[Saved data entries]

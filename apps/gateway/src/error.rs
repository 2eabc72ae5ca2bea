use actix_web::error::ResponseError;
use actix_web::http::StatusCode;
use actix_web::HttpResponse;
use serde::Serialize;
use thiserror::Error;

use crate::trace_ctx;

#[derive(Serialize)]
pub struct ProblemDetails {
    #[serde(rename = "type")]
    pub type_: String,
    pub title: String,
    pub status: u16,
    pub detail: String,
    pub code: String,
    pub trace_id: String,
}

/// Error taxonomy for the gateway.
///
/// Engine-originated failures keep a stable split between "no such
/// session" and everything else; history store failures exist as a
/// variant so the facade can report them, but no state-changing route
/// ever converts one into a response.
#[derive(Error, Debug)]
pub enum AppError {
    #[error("Engine unavailable: {detail}")]
    EngineUnavailable { detail: String },
    #[error("Engine rejected request: {detail}")]
    EngineRejected { detail: String },
    #[error("Not found: {detail}")]
    NotFound { code: &'static str, detail: String },
    #[error("Bad request: {detail}")]
    BadRequest { code: &'static str, detail: String },
    #[error("History store unavailable: {detail}")]
    HistoryUnavailable { detail: String },
    #[error("Internal error: {detail}")]
    Internal { detail: String },
    #[error("Configuration error: {detail}")]
    Config { detail: String },
}

impl AppError {
    /// Helper method to extract error code from any error variant
    fn code(&self) -> String {
        match self {
            AppError::EngineUnavailable { .. } => "ENGINE_UNAVAILABLE".to_string(),
            AppError::EngineRejected { .. } => "ENGINE_REJECTED".to_string(),
            AppError::NotFound { code, .. } => code.to_string(),
            AppError::BadRequest { code, .. } => code.to_string(),
            AppError::HistoryUnavailable { .. } => "HISTORY_UNAVAILABLE".to_string(),
            AppError::Internal { .. } => "INTERNAL".to_string(),
            AppError::Config { .. } => "CONFIG_ERROR".to_string(),
        }
    }

    /// Helper method to extract error detail from any error variant
    fn detail(&self) -> String {
        match self {
            AppError::EngineUnavailable { detail }
            | AppError::EngineRejected { detail }
            | AppError::NotFound { detail, .. }
            | AppError::BadRequest { detail, .. }
            | AppError::HistoryUnavailable { detail }
            | AppError::Internal { detail }
            | AppError::Config { detail } => detail.clone(),
        }
    }

    /// Get the HTTP status code for this error
    pub fn status(&self) -> StatusCode {
        match self {
            AppError::EngineUnavailable { .. } => StatusCode::INTERNAL_SERVER_ERROR,
            AppError::EngineRejected { .. } => StatusCode::INTERNAL_SERVER_ERROR,
            AppError::NotFound { .. } => StatusCode::NOT_FOUND,
            AppError::BadRequest { .. } => StatusCode::BAD_REQUEST,
            AppError::HistoryUnavailable { .. } => StatusCode::INTERNAL_SERVER_ERROR,
            AppError::Internal { .. } => StatusCode::INTERNAL_SERVER_ERROR,
            AppError::Config { .. } => StatusCode::INTERNAL_SERVER_ERROR,
        }
    }

    pub fn engine_unavailable(detail: String) -> Self {
        Self::EngineUnavailable { detail }
    }

    pub fn engine_rejected(detail: String) -> Self {
        Self::EngineRejected { detail }
    }

    pub fn not_found(code: &'static str, detail: String) -> Self {
        Self::NotFound { code, detail }
    }

    pub fn bad_request(code: &'static str, detail: String) -> Self {
        Self::BadRequest { code, detail }
    }

    pub fn history_unavailable(detail: String) -> Self {
        Self::HistoryUnavailable { detail }
    }

    pub fn internal(detail: String) -> Self {
        Self::Internal { detail }
    }

    pub fn config(detail: String) -> Self {
        Self::Config { detail }
    }

    fn humanize_code(code: &str) -> String {
        code.split('_')
            .map(|word| {
                let mut chars = word.chars();
                match chars.next() {
                    None => String::new(),
                    Some(first) => {
                        first.to_uppercase().collect::<String>() + &chars.as_str().to_lowercase()
                    }
                }
            })
            .collect::<Vec<_>>()
            .join(" ")
    }
}

impl From<std::env::VarError> for AppError {
    fn from(e: std::env::VarError) -> Self {
        AppError::config(format!("env var error: {e}"))
    }
}

impl From<redis::RedisError> for AppError {
    fn from(e: redis::RedisError) -> Self {
        AppError::history_unavailable(format!("redis error: {e}"))
    }
}

impl ResponseError for AppError {
    fn status_code(&self) -> StatusCode {
        self.status()
    }

    fn error_response(&self) -> HttpResponse {
        let status = self.status();
        let code = self.code();
        let detail = self.detail();
        let trace_id = trace_ctx::trace_id();

        let problem_details = ProblemDetails {
            type_: format!("https://mogul.dev/errors/{}", code.to_uppercase()),
            title: Self::humanize_code(&code),
            status: status.as_u16(),
            detail,
            code,
            trace_id: trace_id.clone(),
        };

        HttpResponse::build(status)
            .content_type("application/problem+json")
            .insert_header(("x-trace-id", trace_id))
            .json(problem_details)
    }
}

• [Exercise] Above are the records. Print exactly, and only, the lines from the line with "pub enum AppError" to the line with "code from any error variant", both inclusive.

• [Answer to this problem]
pub enum AppError {
    #[error("Engine unavailable: {detail}")]
    EngineUnavailable { detail: String },
    #[error("Engine rejected request: {detail}")]
    EngineRejected { detail: String },
    #[error("Not found: {detail}")]
    NotFound { code: &'static str, detail: String },
    #[error("Bad request: {detail}")]
    BadRequest { code: &'static str, detail: String },
    #[error("History store unavailable: {detail}")]
    HistoryUnavailable { detail: String },
    #[error("Internal error: {detail}")]
    Internal { detail: String },
    #[error("Configuration error: {detail}")]
    Config { detail: String },
}

impl AppError {
    /// Helper method to extract error code from any error variant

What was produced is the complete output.